Инженер шел, и на песке между рельсами оставались следы. Издали красиво белели станционные постройки. А еще дальше круглилась, краснея на вечернем небе, водонапорная башня. Подымался, заслоняя небо, огромный корпус больницы, и, прячась в зелени сада, кокетливо выглядывала школа. Из мрачного, с вечно разинутыми закоптелыми воротами депо неумолкаемо несся грохот железа, удары молотов, звон и дребезжание стали. По другую сторону полотна, производя зелеными садиками впечатление уюта, протянулись нескончаемыми улицами железнодорожные домики для служащих.

«Эти здания, эти постройки, пути, сооружения — все созданное мною будет жить много десятилетий, а у меня уходят годы, силы, молодость, и не так далеко уже старость...»

«Уходят...»

«И если нет моей вины, то кто же виноват?»

Поселок дымился, — должно быть, готовили ужин.

«Лошадь, если ее бьют, кусается и бьет задом, а ведь я — человек».

«Ну, так что ж!..»

Было жалко, горько и безысходно не столько оттого, что жизнь так неутешно складывается, сколько оттого, что никому нет дела до него, от того ледяного равнодушия, с которым отвечает кто-то из его собственного сердца.

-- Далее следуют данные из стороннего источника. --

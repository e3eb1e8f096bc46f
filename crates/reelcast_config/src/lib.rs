//! Configuration for the Reelcast content pipeline.
//!
//! Pipeline settings are layered with the `config` crate (bundled defaults,
//! user files, environment). Personas, account profiles and asset mappings
//! live in their own TOML files; credentials come from the environment only.

#![forbid(unsafe_code)]
#![warn(missing_docs)]

mod accounts;
mod assets;
mod credentials;
mod personas;
mod settings;

pub use accounts::{AccountMap, AccountProfiles};
pub use assets::AssetMapping;
pub use credentials::{Credentials, LATE_API_KEY, XAI_API_KEY, is_placeholder};
pub use personas::PersonaStore;
pub use settings::{
    HttpConfig, ImagineConfig, MediaConfig, MediaSource, PathsConfig, PipelineConfig,
    PublishConfig, ReelcastConfig, ServerConfig, XaiConfig,
};
//! In-memory table of generation jobs.

use chrono::{DateTime, Utc};
use parking_lot::RwLock;
use reelcast_pipeline::{BatchReport, BatchRequest, Progress, ProgressStep};
use serde::Serialize;
use std::collections::HashMap;
use std::sync::Arc;
use tracing::{debug, warn};
use uuid::Uuid;

/// Lifecycle of a job. Only ever moves forward.
#[derive(Debug, Clone, Copy, PartialEq, Eq, PartialOrd, Ord, Serialize)]
#[serde(rename_all = "lowercase")]
pub enum JobStatus {
    /// Accepted, not started
    Pending,
    /// Batch in progress
    Running,
    /// Batch finished; see the report for per-draft results
    Done,
    /// Batch aborted
    Error,
}

impl JobStatus {
    /// Whether the status can no longer change.
    pub fn is_terminal(self) -> bool {
        matches!(self, JobStatus::Done | JobStatus::Error)
    }
}

/// A generation job as returned by the status endpoints.
#[derive(Debug, Clone, Serialize)]
pub struct Job {
    /// Job id
    pub job_id: String,
    /// Current status
    pub status: JobStatus,
    /// Parameters the batch was started with
    pub request: BatchRequest,
    /// Last reported stage
    pub step: Option<ProgressStep>,
    /// Last progress message
    pub message: String,
    /// Completion in percent
    pub progress: u8,
    /// Batch report, once done
    pub report: Option<BatchReport>,
    /// Why the batch aborted
    pub error: Option<String>,
    /// When the job was accepted
    pub created_at: DateTime<Utc>,
    /// When the job reached a terminal status
    pub finished_at: Option<DateTime<Utc>>,
}

impl Job {
    fn advance(&mut self, next: JobStatus) -> bool {
        if self.status.is_terminal() || next <= self.status {
            warn!(job_id = %self.job_id, from = ?self.status, to = ?next, "Ignored job status change");
            return false;
        }
        self.status = next;
        if next.is_terminal() {
            self.finished_at = Some(Utc::now());
        }
        true
    }
}

/// Shared job table; each job is written only by the task running it.
#[derive(Debug, Clone, Default)]
pub struct JobTable {
    jobs: Arc<RwLock<HashMap<String, Job>>>,
}

impl JobTable {
    /// Create an empty table.
    pub fn new() -> Self {
        Self::default()
    }

    /// Register a pending job and return its id.
    pub fn create(&self, request: BatchRequest) -> String {
        let job_id = Uuid::new_v4().to_string();
        let job = Job {
            job_id: job_id.clone(),
            status: JobStatus::Pending,
            request,
            step: None,
            message: "Queued".to_string(),
            progress: 0,
            report: None,
            error: None,
            created_at: Utc::now(),
            finished_at: None,
        };
        self.jobs.write().insert(job_id.clone(), job);
        debug!(job_id = %job_id, "Created job");
        job_id
    }

    /// Snapshot of a job.
    pub fn get(&self, job_id: &str) -> Option<Job> {
        self.jobs.read().get(job_id).cloned()
    }

    /// Number of jobs held.
    pub fn len(&self) -> usize {
        self.jobs.read().len()
    }

    /// Whether no job was ever created.
    pub fn is_empty(&self) -> bool {
        self.jobs.read().is_empty()
    }

    /// pending → running.
    pub fn start(&self, job_id: &str) -> bool {
        self.with_job(job_id, |job| {
            let moved = job.advance(JobStatus::Running);
            if moved {
                job.message = "Starting".to_string();
            }
            moved
        })
    }

    /// Record progress of a running job.
    pub fn progress(&self, job_id: &str, progress: Progress) {
        self.with_job(job_id, |job| {
            if job.status != JobStatus::Running {
                return false;
            }
            job.step = Some(progress.step);
            job.message = progress.message;
            job.progress = (progress.fraction.clamp(0.0, 1.0) * 100.0).round() as u8;
            true
        });
    }

    /// running → done.
    pub fn finish(&self, job_id: &str, report: BatchReport) -> bool {
        self.with_job(job_id, |job| {
            let moved = job.advance(JobStatus::Done);
            if moved {
                job.message = format!(
                    "{} of {} drafts created",
                    report.created().len(),
                    report.outcomes.len()
                );
                job.progress = 100;
                job.report = Some(report);
            }
            moved
        })
    }

    /// pending or running → error.
    pub fn fail(&self, job_id: &str, error: String) -> bool {
        self.with_job(job_id, |job| {
            let moved = job.advance(JobStatus::Error);
            if moved {
                job.message = "Failed".to_string();
                job.error = Some(error);
            }
            moved
        })
    }

    fn with_job(&self, job_id: &str, f: impl FnOnce(&mut Job) -> bool) -> bool {
        match self.jobs.write().get_mut(job_id) {
            Some(job) => f(job),
            None => false,
        }
    }
}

Он на минуту внутренно замолчал и видел только песок, который с тонким звуком сыпался под ногами. И в это душевное молчание ворвался крик паровоза. И печальный, длительно-певучий, замирающий вдали рожок ворвался, напоминая о себе как-то особенно, по-иному, напоминая о себе, о них.

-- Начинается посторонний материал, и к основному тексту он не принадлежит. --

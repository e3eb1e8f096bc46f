//! `serve` command handler.

use reelcast::{BatchRequest, LogProgress, Reelcast, ReelcastResult, serve};
use tracing::{info, warn};

/// Optionally run a default batch, then serve the review API.
pub async fn run_server(app: &Reelcast, generate: bool, bind: Option<String>) -> ReelcastResult<()> {
    let state = app.api_state()?;

    if generate {
        info!("Generating a batch before serving");
        let report = state
            .orchestrator()
            .run(&BatchRequest::default(), &LogProgress)
            .await?;
        if !report.failures().is_empty() {
            warn!(failed = report.failures().len(), "Some drafts failed");
        }
    }

    let bind = bind.unwrap_or_else(|| app.config().server.bind.clone());
    println!("Review service on http://{}  (Ctrl+C to stop)", bind);
    serve(state, &bind).await
}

Их полторы тысячи человек, и, что бы он ни думал, как бы ни чувствовал, каким бы горем, отчаянием, нежностью, надеждой ни наполнялась его жизнь, все равно у них — своя особенная жизнь, не останавливающаяся, полная своего непрерывного напряжения. Когда-то — он сам не знает когда — он отделился от них и идет своей одинокой, отдельной дорогой.

Он на секунду остановился и заглянул в глубь прошлого: не тогда ли потерял себя?

Опять устало пошел, глядя на красивое, изящное белое здание станции — дело его рук. Там кипела своя обычная жизнь. Бегали крючники, гремели багажные тележки, белели фартуками носильщики, краснела фуражка дежурного.

За станцией выглядывала крыша великолепного здания его квартиры. Оранжереи, зимний сад, рояль, библиотека, картины и... и жена.

Он шел, не подымая глаз.

И милый ребенок, который всегда рад его приходу, как будто он был в отсутствии месяцы. Но и это воспоминание, проплывшее теплым комочком, не согнало усталости, и он шел, все не подымая глаз от земли.

Вдруг захотелось уйти, захотелось хоть на минутку оторваться от всего, что железно сдавливало, не выпускал. И он свернул и пошел прочь, в степь, где было, как всегда, голо, пусто и необъятно, и в этой необъятности и пустоте все та же, от века незнаемая дума.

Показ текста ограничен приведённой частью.